= Pan Dingxin =

Chinese Qing dynasty governor and military commander (1828–1888)

Pan Dingxin (潘鼎新 (P'an Ting-hsin); 1828–1888) was a Qing dynasty governor and military commander of the Huai Army, best known for his role in the Sino-French War.

== Early life ==
Pan was born in Lujiang, Anhui Province. He began his education with his father Pan Xiao'an, a teacher. One of his classmate was Liu Bingzhang. He passed the county exam (考秀) and then the provincial exam, obtaining the juren (举人) degree in 1849.

== Career ==
He edited biographies at the Guoshiguan, National History Bureau (国史馆).
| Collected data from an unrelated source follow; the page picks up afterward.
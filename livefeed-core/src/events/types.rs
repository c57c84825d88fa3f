//! Batch type carried through the batch channel.

use livefeed_sdk::objects::Event;

/// A batch of events as delivered by the push API, in wire order.
///
/// A batch may be empty; ingesting an empty batch is a no-op.
#[derive(Debug, Clone, Default, PartialEq)]
pub struct EventBatch {
    pub events: Vec<Event>,
}

impl EventBatch {
    pub fn new(events: Vec<Event>) -> Self {
        Self { events }
    }

    pub fn len(&self) -> usize {
        self.events.len()
    }

    pub fn is_empty(&self) -> bool {
        self.events.is_empty()
    }
}

impl From<Vec<Event>> for EventBatch {
    fn from(events: Vec<Event>) -> Self {
        Self::new(events)
    }
}
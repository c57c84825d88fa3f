//! Event scheduling.
//!
//! - `EventQueue`: ordered, deduplicated buffer with the ingest priority rule
//!   and message expiry
//! - `EventScheduler`: releases one event per drain tick to a `Renderer`,
//!   tracking whether the drain timer should run
//! - `SchedulerRunner`: async loop that owns a scheduler, feeds it batches
//!   and drives the drain timer

pub mod event_scheduler;
pub mod queue;
pub mod runner;

pub use event_scheduler::{DrainState, Emission, EmissionKind, EventScheduler, TickOutcome};
pub use queue::{EventQueue, IngestReport};
pub use runner::SchedulerRunner;

/// Period of the drain timer.
pub const DRAIN_TICK_PERIOD: std::time::Duration = std::time::Duration::from_millis(500);

/// Messages older than this at the head of the queue are dropped unrendered.
pub const MESSAGE_EXPIRY: time::Duration = time::Duration::seconds(20);
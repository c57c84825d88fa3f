pub mod batch;
pub mod event;

pub use batch::{BatchError, DecodedBatch, RejectedEvent, decode_batch};
pub use event::{Event, EventError, EventId, EventKind, RawEvent};
//! Wire objects for the livefeed push API.
//!
//! The push API delivers batches of events as JSON arrays. This crate holds
//! the typed [`Event`](objects::Event) model and the decoding rules that turn
//! a raw batch into accepted and rejected entries.

pub mod objects;
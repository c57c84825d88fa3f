//! Event batch channel factory and handles.

use super::types::EventBatch;
use tokio::sync::mpsc;

/// Default buffer size for the batch channel.
///
/// This provides enough buffer to handle bursts while keeping memory bounded.
pub const DEFAULT_CHANNEL_BUFFER: usize = 256;

/// Sender handle for EventBatch deliveries.
pub type EventBatchSender = mpsc::Sender<EventBatch>;
/// Receiver handle for EventBatch deliveries.
pub type EventBatchReceiver = mpsc::Receiver<EventBatch>;

/// Create a new EventBatch channel.
///
/// Returns a (sender, receiver) pair. Each scheduler owns exactly one
/// receiver; the sender side is wrapped in a `BatchHandler`.
pub fn event_batch_channel() -> (EventBatchSender, EventBatchReceiver) {
    mpsc::channel(DEFAULT_CHANNEL_BUFFER)
}
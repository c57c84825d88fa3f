//! Shared configuration plumbing.
//!
//! Scheduler timing is fixed; what changes at runtime is host-side settings
//! such as renderer timings. `ConfigStore` carries those to running
//! components without restarting them.

mod config_store;

pub use config_store::{ConfigStore, ConfigWatcher};
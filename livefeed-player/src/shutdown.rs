//! Signal handling for graceful shutdown and config reload.

use crate::config::{ConfigLoader, RendererConfig};
use livefeed_core::config::ConfigStore;
use std::sync::Arc;
use tokio::signal::unix::{SignalKind, signal};
use tokio::sync::{Notify, watch};

/// Spawns a task that turns process signals into actions:
///
/// - SIGTERM / SIGINT: send `true` on `shutdown_tx`
/// - SIGHUP: reload the config file and publish the new renderer timings
///
/// Only renderer timings are reloaded; input and logging settings apply at
/// startup. Returns a Notify that stops the task when signaled.
pub fn spawn_signal_handler(
    shutdown_tx: watch::Sender<bool>,
    config_loader: Arc<ConfigLoader>,
    renderer_config: ConfigStore<RendererConfig>,
) -> std::io::Result<Arc<Notify>> {
    let mut sigterm = signal(SignalKind::terminate())?;
    let mut sigint = signal(SignalKind::interrupt())?;
    let mut sighup = signal(SignalKind::hangup())?;

    let stop_notify = Arc::new(Notify::new());
    let stop_notify_clone = stop_notify.clone();

    tokio::spawn(async move {
        loop {
            tokio::select! {
                _ = sigterm.recv() => {
                    tracing::info!("Received SIGTERM, initiating graceful shutdown");
                    let _ = shutdown_tx.send(true);
                    break;
                }
                _ = sigint.recv() => {
                    tracing::info!("Received SIGINT, initiating graceful shutdown");
                    let _ = shutdown_tx.send(true);
                    break;
                }
                _ = sighup.recv() => {
                    tracing::info!("Received SIGHUP, reloading configuration");
                    match config_loader.reload() {
                        Ok(loaded_config) => {
                            let version = renderer_config.update(loaded_config.renderer);
                            tracing::info!(
                                version,
                                pending_ms = loaded_config.renderer.pending_ms,
                                animation_ms = loaded_config.renderer.animation_ms,
                                "Renderer timings reloaded"
                            );
                        }
                        Err(e) => {
                            tracing::error!("Failed to reload configuration: {}", e);
                        }
                    }
                }
                _ = stop_notify_clone.notified() => {
                    tracing::debug!("Signal handler shutting down");
                    break;
                }
            }
        }
    });

    Ok(stop_notify)
}
#![deny(clippy::unwrap_used)]
#![deny(clippy::expect_used)]
#![deny(clippy::panic)]
#![forbid(unsafe_code)]

pub mod config;
pub mod events;
pub mod render;
pub mod scheduler;
pub mod source;

pub use livefeed_sdk::objects::{Event, EventId, EventKind};
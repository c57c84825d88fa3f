//! EventScheduler.
//!
//! The EventScheduler is responsible for:
//! - Ingesting event batches into its `EventQueue`
//! - Tracking whether the drain timer should run (`DrainState`)
//! - Releasing at most one event per drain tick to the `Renderer`
//! - Holding animated gifts back while another animation is busy, letting
//!   ordinary events overtake them
//!
//! The scheduler is synchronous and owns its queue outright. Timing lives in
//! `SchedulerRunner`, which calls [`EventScheduler::tick`] on every drain tick.

use super::queue::{EventQueue, IngestReport};
use crate::render::Renderer;
use livefeed_sdk::objects::{Event, EventId};
use time::OffsetDateTime;
use tracing::debug;

/// Drain timer lifecycle.
///
/// `Idle -> Draining` on an ingest that leaves the queue non-empty.
/// `Draining -> Idle` on a tick that finds or leaves the queue empty.
#[derive(Debug, Clone, Copy, PartialEq, Eq, Default)]
pub enum DrainState {
    #[default]
    Idle,
    Draining,
}

/// How a released event was forwarded.
#[derive(Debug, Clone, Copy, PartialEq, Eq)]
pub enum EmissionKind {
    /// `display_message` only.
    Ordinary,
    /// `display_message`, then `trigger_gift_animation`.
    Animated,
}

#[derive(Debug, Clone, PartialEq, Eq)]
pub struct Emission {
    pub event_id: EventId,
    pub kind: EmissionKind,
}

/// Result of one drain tick.
///
/// `expired` counts stale messages dropped from the head of the queue
/// before anything was emitted.
#[derive(Debug, Clone, PartialEq, Eq)]
pub enum TickOutcome {
    /// The queue is empty; the drain timer should stop.
    Idle { expired: usize },
    /// One event was released.
    Emitted { emission: Emission, expired: usize },
    /// Only animated gifts are queued and an animation is busy.
    Held { expired: usize },
}

impl TickOutcome {
    pub fn is_idle(&self) -> bool {
        matches!(self, TickOutcome::Idle { .. })
    }

    pub fn expired(&self) -> usize {
        match self {
            TickOutcome::Idle { expired }
            | TickOutcome::Emitted { expired, .. }
            | TickOutcome::Held { expired } => *expired,
        }
    }

    pub fn emission(&self) -> Option<&Emission> {
        match self {
            TickOutcome::Emitted { emission, .. } => Some(emission),
            _ => None,
        }
    }
}

pub struct EventScheduler<R> {
    queue: EventQueue,
    state: DrainState,
    renderer: R,
}

impl<R: Renderer> EventScheduler<R> {
    /// Create a scheduler with an empty queue in the `Idle` state.
    pub fn new(renderer: R) -> Self {
        Self {
            queue: EventQueue::new(),
            state: DrainState::Idle,
            renderer,
        }
    }

    pub fn state(&self) -> DrainState {
        self.state
    }

    /// Number of queued events.
    pub fn len(&self) -> usize {
        self.queue.len()
    }

    pub fn is_empty(&self) -> bool {
        self.queue.is_empty()
    }

    /// Ids of the queued events, in release order.
    pub fn queued_ids(&self) -> Vec<EventId> {
        self.queue.iter().map(|e| e.id.clone()).collect()
    }

    pub fn renderer(&self) -> &R {
        &self.renderer
    }

    pub fn renderer_mut(&mut self) -> &mut R {
        &mut self.renderer
    }

    /// Ingest a batch.
    ///
    /// Gifts are moved ahead within the batch, duplicates of queued ids are
    /// dropped, and the drain timer is activated if it was idle. An empty
    /// batch changes nothing.
    pub fn ingest(&mut self, batch: Vec<Event>) -> IngestReport {
        if batch.is_empty() {
            return IngestReport::default();
        }

        let report = self.queue.ingest(batch);
        debug!(
            queued = report.queued,
            duplicates = report.duplicates,
            pending = self.queue.len(),
            "Ingested batch"
        );

        if self.state == DrainState::Idle && !self.queue.is_empty() {
            self.state = DrainState::Draining;
            debug!("Drain timer activated");
        }

        report
    }

    /// Run one drain tick against the wall clock.
    pub fn tick(&mut self) -> TickOutcome {
        self.tick_at(OffsetDateTime::now_utc())
    }

    /// Run one drain tick as of `now`.
    pub fn tick_at(&mut self, now: OffsetDateTime) -> TickOutcome {
        if self.queue.is_empty() {
            self.go_idle();
            return TickOutcome::Idle { expired: 0 };
        }

        let expired = self.queue.expire_stale_messages(now);
        let front_is_gift = match self.queue.front() {
            Some(front) => front.is_animated_gift(),
            None => {
                debug!(expired, "Queue emptied by expiry");
                self.go_idle();
                return TickOutcome::Idle { expired };
            }
        };

        let released = if !front_is_gift {
            self.queue
                .pop_front()
                .map(|event| self.emit(event, EmissionKind::Ordinary))
        } else if self.renderer.is_animation_idle() {
            self.queue
                .pop_front()
                .map(|event| self.emit(event, EmissionKind::Animated))
        } else {
            // Gift at the head must wait; let the first ordinary event overtake it.
            self.queue
                .take_first_ordinary()
                .map(|event| self.emit(event, EmissionKind::Ordinary))
        };

        match released {
            Some(emission) => TickOutcome::Emitted { emission, expired },
            None => {
                debug!(
                    pending = self.queue.len(),
                    "Animation busy and only gifts queued, holding"
                );
                TickOutcome::Held { expired }
            }
        }
    }

    fn emit(&mut self, event: Event, kind: EmissionKind) -> Emission {
        debug!(event_id = %event.id, event_kind = %event.kind, ?kind, "Releasing event");
        self.renderer.display_message(&event);
        if kind == EmissionKind::Animated {
            self.renderer.trigger_gift_animation(&event);
        }
        Emission {
            event_id: event.id,
            kind,
        }
    }

    fn go_idle(&mut self) {
        if self.state == DrainState::Draining {
            self.state = DrainState::Idle;
            debug!("Drain timer deactivated");
        }
    }
}
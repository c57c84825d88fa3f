//! livefeed player
//!
//! Replays push-API event batches through the event scheduler and logs what
//! a live chat widget would display.

mod config;
mod renderer;
mod shutdown;
mod source;

use clap::Parser;
use config::{ConfigError, ConfigLoader, FileConfig};
use livefeed_core::config::ConfigStore;
use livefeed_core::events::event_batch_channel;
use livefeed_core::scheduler::SchedulerRunner;
use livefeed_core::source::{BatchHandler, EventSource};
use renderer::TimedRenderer;
use shutdown::spawn_signal_handler;
use source::{LineEventSource, SourceError, SourceStats};
use std::io;
use std::path::PathBuf;
use std::sync::Arc;
use tokio::io::BufReader;
use tokio::sync::watch;
use tokio_stream::Stream;
use tracing_subscriber::{EnvFilter, layer::SubscriberExt, util::SubscriberInitExt};

/// livefeed player - buffered release of chat and gift events
#[derive(Parser, Debug)]
#[command(name = "livefeed-player")]
#[command(version, about, long_about = None)]
struct Args {
    /// Path to the configuration file
    #[arg(short, long, default_value = "./livefeed.toml")]
    config: PathBuf,

    /// Read batches from this file instead of the configured input (`-` for stdin)
    #[arg(short, long, env = "LIVEFEED_INPUT")]
    input: Option<PathBuf>,
}

#[tokio::main]
async fn main() -> anyhow::Result<()> {
    // Parse command line arguments
    let args = Args::parse();

    // Load configuration; the log filter comes from it
    let config_loader = Arc::new(ConfigLoader::new(&args.config, args.input));
    let loaded_config = load_config(&config_loader)?;

    // Initialize tracing
    init_tracing(loaded_config.log_filter.as_deref());

    tracing::info!("Starting livefeed-player v{}", env!("CARGO_PKG_VERSION"));
    tracing::info!("Configuration loaded from {:?}", config_loader.path());

    let renderer_config = ConfigStore::new(loaded_config.renderer);
    let (shutdown_tx, shutdown_rx) = watch::channel(false);

    // Spawn signal handler (SIGTERM/SIGINT shutdown, SIGHUP reload)
    let stop_notify =
        spawn_signal_handler(shutdown_tx, config_loader.clone(), renderer_config.clone())
            .map_err(|e| {
                tracing::error!("Failed to install signal handlers: {}", e);
                e
            })?;

    // Start the scheduler
    let (batch_tx, batch_rx) = event_batch_channel();
    let renderer = TimedRenderer::new(renderer_config.subscribe());
    let runner = tokio::spawn(SchedulerRunner::new(renderer).run(shutdown_rx.clone(), batch_rx));

    // Feed it from the configured input
    let handler = BatchHandler::new(batch_tx);
    let restamp = loaded_config.input.restamp;
    let source_result = match loaded_config.input.file() {
        Some(path) => {
            tracing::info!("Reading batches from {:?}", path);
            let file = tokio::fs::File::open(path).await.map_err(|e| {
                tracing::error!("Failed to open input {:?}: {}", path, e);
                e
            })?;
            replay(LineEventSource::new(BufReader::new(file)), restamp, handler, shutdown_rx).await
        }
        None => {
            tracing::info!("Reading batches from stdin");
            let source = LineEventSource::stdin().map_err(|e| {
                tracing::error!("Failed to start stdin reader: {}", e);
                e
            })?;
            replay(source, restamp, handler, shutdown_rx).await
        }
    };

    // Wait for the scheduler to drain whatever is still queued
    let scheduler = runner.await?;
    if !scheduler.is_empty() {
        tracing::warn!(pending = scheduler.len(), "Stopped with events still queued");
    }

    // Signal the signal handler to stop
    stop_notify.notify_one();

    let stats = source_result?;
    tracing::info!(
        batches = stats.batches,
        events = stats.events,
        "livefeed-player shutdown complete"
    );
    Ok(())
}

/// Load the configuration file, logging a failure before returning it.
///
/// Tracing is not set up yet at this point, so a failure installs the
/// default subscriber first.
fn load_config(config_loader: &ConfigLoader) -> Result<FileConfig, ConfigError> {
    config_loader.load().map_err(|e| {
        init_tracing(None);
        tracing::error!("Failed to load configuration: {}", e);
        e
    })
}

async fn replay<S>(
    source: LineEventSource<S>,
    restamp: bool,
    handler: BatchHandler,
    shutdown_rx: watch::Receiver<bool>,
) -> Result<SourceStats, SourceError>
where
    S: Stream<Item = io::Result<String>> + Unpin,
{
    let mut source = source.restamp(restamp);
    source.set_event_handler(handler);
    source.run(shutdown_rx).await
}

/// Initialize the tracing subscriber with environment-based filtering.
///
/// A second call keeps the subscriber that is already installed.
fn init_tracing(default_filter: Option<&str>) {
    let filter = EnvFilter::try_from_default_env()
        .unwrap_or_else(|_| EnvFilter::new(default_filter.unwrap_or("info")));

    let _ = tracing_subscriber::registry()
        .with(filter)
        .with(tracing_subscriber::fmt::layer())
        .try_init();
}
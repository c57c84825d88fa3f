//! Shared helpers for livefeed-core integration tests.
#![allow(dead_code)]

pub mod mock_renderer;

use livefeed_core::{Event, EventKind};
use time::OffsetDateTime;

pub fn gift(id: &str) -> Event {
    Event::new(id, EventKind::AnimatedGift, OffsetDateTime::now_utc())
}

pub fn message(id: &str) -> Event {
    Event::new(id, EventKind::Message, OffsetDateTime::now_utc())
}

pub fn message_aged(id: &str, age: time::Duration) -> Event {
    Event::new(id, EventKind::Message, OffsetDateTime::now_utc() - age)
}
//! TOML file configuration structures.
//!
//! These structs directly map to the `livefeed.toml` file format. Every
//! section is optional; a missing file yields the defaults.

use serde::{Deserialize, Serialize};
use std::path::PathBuf;
use std::time::Duration;

/// Root configuration structure as read from the TOML file.
#[derive(Debug, Clone, Default, Serialize, Deserialize)]
pub struct FileConfig {
    /// Default tracing filter, used when `RUST_LOG` is not set.
    #[serde(default)]
    pub log_filter: Option<String>,
    #[serde(default)]
    pub input: InputConfig,
    #[serde(default)]
    pub renderer: RendererConfig,
}

/// Where batches are read from.
#[derive(Debug, Clone, Default, Serialize, Deserialize)]
pub struct InputConfig {
    /// NDJSON file with one batch per line. Absent or `-` reads stdin.
    #[serde(default)]
    pub path: Option<PathBuf>,
    /// Replace each event's timestamp with the time its line was read.
    /// Useful when replaying recorded sessions, whose messages would
    /// otherwise all be stale.
    #[serde(default)]
    pub restamp: bool,
}

impl InputConfig {
    /// The configured file, or `None` for stdin.
    pub fn file(&self) -> Option<&PathBuf> {
        self.path.as_ref().filter(|p| p.as_os_str() != "-")
    }
}

/// Timings of the simulated gift animation. Reloadable with SIGHUP.
#[derive(Debug, Clone, Copy, PartialEq, Eq, Serialize, Deserialize)]
pub struct RendererConfig {
    /// How long a triggered animation stays pending before it plays.
    #[serde(default = "default_pending_ms")]
    pub pending_ms: u64,
    /// How long the animation plays.
    #[serde(default = "default_animation_ms")]
    pub animation_ms: u64,
}

fn default_pending_ms() -> u64 {
    150
}

fn default_animation_ms() -> u64 {
    3_000
}

impl Default for RendererConfig {
    fn default() -> Self {
        Self {
            pending_ms: default_pending_ms(),
            animation_ms: default_animation_ms(),
        }
    }
}

impl RendererConfig {
    pub fn pending(&self) -> Duration {
        Duration::from_millis(self.pending_ms)
    }

    pub fn animation(&self) -> Duration {
        Duration::from_millis(self.animation_ms)
    }
}

#[cfg(test)]
mod tests {
    use super::*;

    #[test]
    fn test_full_config_parsing() {
        let toml_str = r#"
log_filter = "debug,livefeed_core=trace"

[input]
path = "session.ndjson"
restamp = true

[renderer]
pending_ms = 200
animation_ms = 4500
"#;
        let config: FileConfig = toml::from_str(toml_str).unwrap();
        assert_eq!(config.log_filter.as_deref(), Some("debug,livefeed_core=trace"));
        assert_eq!(
            config.input.file(),
            Some(&PathBuf::from("session.ndjson"))
        );
        assert!(config.input.restamp);
        assert_eq!(config.renderer.pending(), Duration::from_millis(200));
        assert_eq!(config.renderer.animation(), Duration::from_millis(4500));
    }

    #[test]
    fn test_empty_config_uses_defaults() {
        let config: FileConfig = toml::from_str("").unwrap();
        assert!(config.log_filter.is_none());
        assert!(config.input.file().is_none());
        assert!(!config.input.restamp);
        assert_eq!(config.renderer, RendererConfig::default());
    }

    #[test]
    fn test_partial_renderer_section() {
        let config: FileConfig = toml::from_str("[renderer]\nanimation_ms = 1000\n").unwrap();
        assert_eq!(config.renderer.pending_ms, 150);
        assert_eq!(config.renderer.animation_ms, 1000);
    }

    #[test]
    fn test_dash_means_stdin() {
        let config: FileConfig = toml::from_str("[input]\npath = \"-\"\n").unwrap();
        assert!(config.input.file().is_none());
    }
}
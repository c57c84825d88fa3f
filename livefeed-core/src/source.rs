//! Event source interface.
//!
//! An [`EventSource`] wraps the push API. The scheduler side registers a
//! single [`BatchHandler`] with it; the source then hands over every batch
//! it receives, in delivery order.

use crate::events::{EventBatch, EventBatchSender};
use kanau::processor::Processor;
use livefeed_sdk::objects::Event;
use thiserror::Error;
use tokio::sync::mpsc::error::TrySendError;
use tracing::warn;

/// Errors returned when a batch cannot be handed to the scheduler.
#[derive(Debug, Error, PartialEq, Eq)]
pub enum DeliveryError {
    /// The batch channel is full; the batch was not delivered.
    #[error("batch channel is full, dropped batch of {0} events")]
    Full(usize),

    /// The scheduler has stopped.
    #[error("scheduler is no longer receiving batches")]
    Closed,
}

/// Push-API side of the pipeline.
pub trait EventSource {
    /// Register the handler that receives every batch.
    ///
    /// Called exactly once per source.
    fn set_event_handler(&mut self, handler: BatchHandler);
}

/// Handle through which an event source delivers batches.
#[derive(Debug, Clone)]
pub struct BatchHandler {
    sender: EventBatchSender,
}

impl BatchHandler {
    pub fn new(sender: EventBatchSender) -> Self {
        Self { sender }
    }

    /// Deliver a batch without waiting.
    ///
    /// Suitable for synchronous callbacks. When the channel is full the batch
    /// is dropped and reported.
    pub fn deliver(&self, events: Vec<Event>) -> Result<(), DeliveryError> {
        match self.sender.try_send(EventBatch::new(events)) {
            Ok(()) => Ok(()),
            Err(TrySendError::Full(batch)) => {
                warn!(events = batch.len(), "Batch channel full, dropping batch");
                Err(DeliveryError::Full(batch.len()))
            }
            Err(TrySendError::Closed(_)) => Err(DeliveryError::Closed),
        }
    }

    /// The receiving scheduler has stopped.
    pub fn is_closed(&self) -> bool {
        self.sender.is_closed()
    }
}

impl Processor<EventBatch> for BatchHandler {
    type Output = ();
    type Error = DeliveryError;

    /// Deliver a batch, waiting for channel capacity.
    async fn process(&self, batch: EventBatch) -> Result<(), DeliveryError> {
        self.sender
            .send(batch)
            .await
            .map_err(|_| DeliveryError::Closed)
    }
}

#[cfg(test)]
mod tests {
    use super::*;
    use crate::events::event_batch_channel;
    use livefeed_sdk::objects::EventKind;
    use time::OffsetDateTime;
    use tokio::sync::mpsc;

    fn message(id: &str) -> Event {
        Event::new(id, EventKind::Message, OffsetDateTime::UNIX_EPOCH)
    }

    #[tokio::test]
    async fn test_deliver_forwards_batches_in_order() {
        let (tx, mut rx) = event_batch_channel();
        let handler = BatchHandler::new(tx);

        handler.deliver(vec![message("a")]).unwrap();
        handler.deliver(vec![message("b"), message("c")]).unwrap();

        assert_eq!(rx.recv().await.unwrap().len(), 1);
        assert_eq!(rx.recv().await.unwrap().events[1].id.as_str(), "c");
    }

    #[test]
    fn test_deliver_reports_full_channel() {
        let (tx, _rx) = mpsc::channel(1);
        let handler = BatchHandler::new(tx);

        handler.deliver(vec![message("a")]).unwrap();
        assert_eq!(
            handler.deliver(vec![message("b"), message("c")]),
            Err(DeliveryError::Full(2))
        );
    }

    #[tokio::test]
    async fn test_closed_scheduler_is_reported() {
        let (tx, rx) = event_batch_channel();
        let handler = BatchHandler::new(tx);
        drop(rx);

        assert!(handler.is_closed());
        assert_eq!(handler.deliver(vec![]), Err(DeliveryError::Closed));
        assert_eq!(
            handler.process(EventBatch::default()).await,
            Err(DeliveryError::Closed)
        );
    }
}
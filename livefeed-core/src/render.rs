//! Renderer interface.
//!
//! The scheduler never draws anything itself. It forwards released events to
//! a [`Renderer`] and asks it whether a gift animation is still busy.

use livefeed_sdk::objects::Event;

/// UI side of the scheduler.
///
/// Implementations must return promptly: every method is called from the
/// scheduler's drain tick and must not block.
pub trait Renderer {
    /// Show the event in the message feed.
    fn display_message(&mut self, event: &Event);

    /// Start the gift animation for the event.
    ///
    /// Always called right after [`display_message`](Renderer::display_message)
    /// for the same event.
    fn trigger_gift_animation(&mut self, event: &Event);

    /// A gift animation is actively playing.
    fn is_animation_playing(&self) -> bool;

    /// A gift animation was triggered but playback has not visibly started.
    fn is_animation_pending(&self) -> bool;

    /// Neither playing nor pending.
    fn is_animation_idle(&self) -> bool {
        !self.is_animation_playing() && !self.is_animation_pending()
    }
}

impl<R: Renderer + ?Sized> Renderer for Box<R> {
    fn display_message(&mut self, event: &Event) {
        (**self).display_message(event)
    }

    fn trigger_gift_animation(&mut self, event: &Event) {
        (**self).trigger_gift_animation(event)
    }

    fn is_animation_playing(&self) -> bool {
        (**self).is_animation_playing()
    }

    fn is_animation_pending(&self) -> bool {
        (**self).is_animation_pending()
    }
}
When the Taiping Rebellion broke out, he ran militia and eventually had his own army, the Ding Battalion ("鼎"字营; also Ting-tzu-ying). He was a commander in the civil wars against the Taiping Rebellion and the Nian Rebellion. He served as governor of Shandong in 1865, Yunnan in 1876 and Guangxi in 1884., He was most noted for his role during the Sino-French War: Battle of Đồng Đăng, Battle of Bang Bo (Zhennan Pass), Kep Campaign.

== Movie ==
Pan Dingxin is at the center of the movie The War of Loong (2017)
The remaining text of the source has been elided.